The following information will be helpful in determining what
leasing is and what benefits can be expected from leasing an
automobile.
What is leasing?
Leasing is a method of paying for the use of a car over a specific
period of time. You will pay only for that part of the car's
original value that you use, which is usually the amount that
the car depreciates during your lease period. A leasee will
work out the price of the car with the dealer who then pays
for the car at the price you both agree on. The dealer, who
has now become the agent for the leasing company (usually a
subsidiary of the car manufacturer), works out the terms of
the lease agreement with the leasee. By signing the contract,
a leasee agrees to make the monthly lease payments, keep
insurance, pay any and all taxes and fees and take care of the
vehicle in accordance with any restrictions within the lease.
What are lease payments?
Lease payments have two parts:
·
The depreciation charge which is paid to the
leasing company for the depreciation in value of the vehicle
being driven.
·
The finance charge, which is the interest on the
total dollar value of the car, held by the leasing company
while the vehicle is being driven.
What types of leases are available?
·
Closed-End Leases
or a Walk Away Lease are usually used
by individuals and allows the leasee to return the vehicle at
the end of the lease period with no responsibility.
·
Open-End Leases are usually utilized by
businesses or for commercial purposes and entails the leasee
paying the difference between the end value of the lease and
the actual market value of the vehicle
What are the costs associated with leasing a car?
·
First Payment - this is made at the time of signing
the lease agreement and you will be charged sales tax on this
amount.
·
Security Deposit - this will be refunded to you at
the end of the lease.
·
Acquisition Fee - this is included in your monthly
payments and is charged by the leasing company.
·
Disposition Fee - this is due at the end of the lease
and is applied towards the cost of the leasing company
disposing of the vehicle (may be as high as $500.)
·
Registration, License, Tag and Title Fees
– the same charges applied as if purchasing a vehicle
outright.
·
Gap Insurance - this is optional and covers what the
insurance company would not cover if vehicle is lost or
stolen. A lost or stolen leased vehicle is treated as a
terminated lease and a leasee is then responsible for all
applicable costs.
Who should lease a Car?
·
Individuals who drive less than 12,000 to 15,000 miles per year.
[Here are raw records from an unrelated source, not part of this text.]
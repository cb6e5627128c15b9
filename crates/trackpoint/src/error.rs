//! Error types for trackpoint.
//!
//! This module defines the error types used throughout the trackpoint crate.
//! Server-side faults carry enough context to diagnose (error class plus the
//! underlying message); client-side faults are logged and never propagated
//! into the host application.

use std::path::PathBuf;
use thiserror::Error;

/// Fields an event envelope must carry to be accepted.
pub const REQUIRED_FIELDS: [&str; 3] = ["event_name", "timestamp", "client_id"];

/// The main error type for trackpoint operations.
#[derive(Error, Debug)]
pub enum Error {
    // === Storage Errors ===
    /// Failed to open or create the database.
    #[error("failed to open database at {path}: {source}")]
    DatabaseOpen {
        /// Path to the database file.
        path: PathBuf,
        /// The underlying error.
        #[source]
        source: rusqlite::Error,
    },

    /// A database query failed.
    #[error("database query failed: {0}")]
    DatabaseQuery(#[from] rusqlite::Error),

    /// Failed to run database migrations.
    #[error("database migration failed: {message}")]
    DatabaseMigration {
        /// Description of what went wrong.
        message: String,
    },

    // === Configuration Errors ===
    /// Failed to load configuration.
    #[error("failed to load configuration: {0}")]
    ConfigLoad(Box<figment::Error>),

    /// Configuration validation failed.
    #[error("invalid configuration: {message}")]
    ConfigValidation {
        /// Description of the validation failure.
        message: String,
    },

    // === Validation Errors ===
    /// The envelope is missing one or more required fields.
    #[error("missing required field(s): {}", missing.join(", "))]
    MissingRequiredField {
        /// The required fields that were absent or empty.
        missing: Vec<&'static str>,
    },

    /// A field was present but could not be interpreted.
    #[error("invalid value for '{field}': {message}")]
    InvalidField {
        /// Name of the offending field.
        field: &'static str,
        /// Description of the problem.
        message: String,
    },

    // === Transport Errors ===
    /// Sending an event to the collector failed.
    #[error("transport failure: {message}")]
    Transport {
        /// Description of what went wrong.
        message: String,
    },

    // === I/O Errors ===
    /// File system operation failed.
    #[error("I/O error: {0}")]
    Io(#[from] std::io::Error),

    /// Failed to create a required directory.
    #[error("failed to create directory {path}: {source}")]
    DirectoryCreate {
        /// Path that couldn't be created.
        path: PathBuf,
        /// The underlying error.
        #[source]
        source: std::io::Error,
    },

    // === Serialization Errors ===
    /// JSON serialization/deserialization failed.
    #[error("JSON error: {0}")]
    Json(#[from] serde_json::Error),

    // === Generic Errors ===
    /// An operation exceeded its deadline.
    #[error("operation timed out: {operation}")]
    Timeout {
        /// Description of the operation that timed out.
        operation: String,
    },

    /// An internal error occurred (bug).
    #[error("internal error: {0}")]
    Internal(String),
}

/// A specialized Result type for trackpoint operations.
pub type Result<T> = std::result::Result<T, Error>;

impl From<figment::Error> for Error {
    fn from(err: figment::Error) -> Self {
        Self::ConfigLoad(Box::new(err))
    }
}

impl From<reqwest::Error> for Error {
    fn from(err: reqwest::Error) -> Self {
        Self::Transport {
            message: err.to_string(),
        }
    }
}

impl Error {
    /// Create a new internal error.
    #[must_use]
    pub fn internal(message: impl Into<String>) -> Self {
        Self::Internal(message.into())
    }

    /// Create a new transport error.
    #[must_use]
    pub fn transport(message: impl Into<String>) -> Self {
        Self::Transport {
            message: message.into(),
        }
    }

    /// Create a timeout error for the named operation.
    #[must_use]
    pub fn timeout(operation: impl Into<String>) -> Self {
        Self::Timeout {
            operation: operation.into(),
        }
    }

    /// Create an invalid field error.
    #[must_use]
    pub fn invalid_field(field: &'static str, message: impl Into<String>) -> Self {
        Self::InvalidField {
            field,
            message: message.into(),
        }
    }

    /// Check if this error is a rejected envelope (a client mistake, not retried).
    #[must_use]
    pub fn is_validation_error(&self) -> bool {
        matches!(
            self,
            Self::MissingRequiredField { .. } | Self::InvalidField { .. }
        )
    }

    /// Check if this error belongs to the storage class: persistence or query
    /// faults, including deadline expiry.
    #[must_use]
    pub fn is_storage_error(&self) -> bool {
        matches!(
            self,
            Self::DatabaseOpen { .. }
                | Self::DatabaseQuery(_)
                | Self::DatabaseMigration { .. }
                | Self::Timeout { .. }
                | Self::Internal(_)
        )
    }

    /// Check if this error is a client-side send failure.
    #[must_use]
    pub fn is_transport_error(&self) -> bool {
        matches!(self, Self::Transport { .. })
    }

    /// Check if this error is a deadline expiry.
    #[must_use]
    pub fn is_timeout(&self) -> bool {
        matches!(self, Self::Timeout { .. })
    }
}

#[cfg(test)]
mod tests {
    use super::*;

    #[test]
    fn test_missing_required_field_display() {
        let err = Error::MissingRequiredField {
            missing: vec!["event_name", "client_id"],
        };
        assert_eq!(
            err.to_string(),
            "missing required field(s): event_name, client_id"
        );
        assert!(err.is_validation_error());
        assert!(!err.is_storage_error());
    }

    #[test]
    fn test_invalid_field_display() {
        let err = Error::invalid_field("timestamp", "not a date");
        let msg = err.to_string();
        assert!(msg.contains("timestamp"));
        assert!(msg.contains("not a date"));
        assert!(err.is_validation_error());
    }

    #[test]
    fn test_transport_error() {
        let err = Error::transport("connection refused");
        assert_eq!(err.to_string(), "transport failure: connection refused");
        assert!(err.is_transport_error());
        assert!(!err.is_storage_error());
    }

    #[test]
    fn test_timeout_is_storage_class() {
        let err = Error::timeout("event stats");
        assert!(err.to_string().contains("event stats"));
        assert!(err.is_timeout());
        assert!(err.is_storage_error());
    }

    #[test]
    fn test_internal_error() {
        let err = Error::internal("something went wrong");
        assert_eq!(err.to_string(), "internal error: something went wrong");
        assert!(err.is_storage_error());
    }

    #[test]
    fn test_required_fields_constant() {
        assert_eq!(REQUIRED_FIELDS, ["event_name", "timestamp", "client_id"]);
    }

    #[test]
    fn test_from_io_error() {
        let io_err = std::io::Error::new(std::io::ErrorKind::NotFound, "file not found");
        let err: Error = io_err.into();
        assert!(err.to_string().contains("file not found"));
        assert!(!err.is_storage_error());
    }

    #[test]
    fn test_from_rusqlite_error() {
        let result = rusqlite::Connection::open_with_flags(
            "/nonexistent/path/db.sqlite",
            rusqlite::OpenFlags::SQLITE_OPEN_READ_ONLY,
        );
        if let Err(sqlite_err) = result {
            let err: Error = sqlite_err.into();
            assert!(matches!(err, Error::DatabaseQuery(_)));
            assert!(err.is_storage_error());
        }
    }

    #[test]
    fn test_from_json_error() {
        let json_result: std::result::Result<i32, serde_json::Error> =
            serde_json::from_str("not valid json");
        if let Err(json_err) = json_result {
            let err: Error = json_err.into();
            assert!(matches!(err, Error::Json(_)));
        }
    }

    #[test]
    fn test_database_migration_error_display() {
        let err = Error::DatabaseMigration {
            message: "version mismatch".to_string(),
        };
        assert!(err.to_string().contains("version mismatch"));
    }

    #[test]
    fn test_config_validation_error_display() {
        let err = Error::ConfigValidation {
            message: "invalid window".to_string(),
        };
        assert!(err.to_string().contains("invalid window"));
    }

    #[test]
    fn test_directory_create_error_display() {
        let io_err = std::io::Error::new(std::io::ErrorKind::PermissionDenied, "access denied");
        let err = Error::DirectoryCreate {
            path: PathBuf::from("/root/forbidden"),
            source: io_err,
        };
        assert!(err.to_string().contains("/root/forbidden"));
    }
}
Most dealerships incur pay per mile penalty for every mile you
drive over the agreed mileage agreement. The per mile cost is
usually between .10 and .20 cents per mile. However, this
price can be negotiated at the time of signing the lease
agreement.
·
Individuals who are likely to change their cars every two to three
years.
What are the advantages of leasing?
·
More
expensive vehicle for less money. The
monthly cost of leasing is usually 40% less than the cost of
buying the same vehicle.
·
Little
or no down payment
·
Sales
tax paid over term of lease
·
A lease that is timed along with the manufacturer's warranty can
mean less maintenance worries for the leasee.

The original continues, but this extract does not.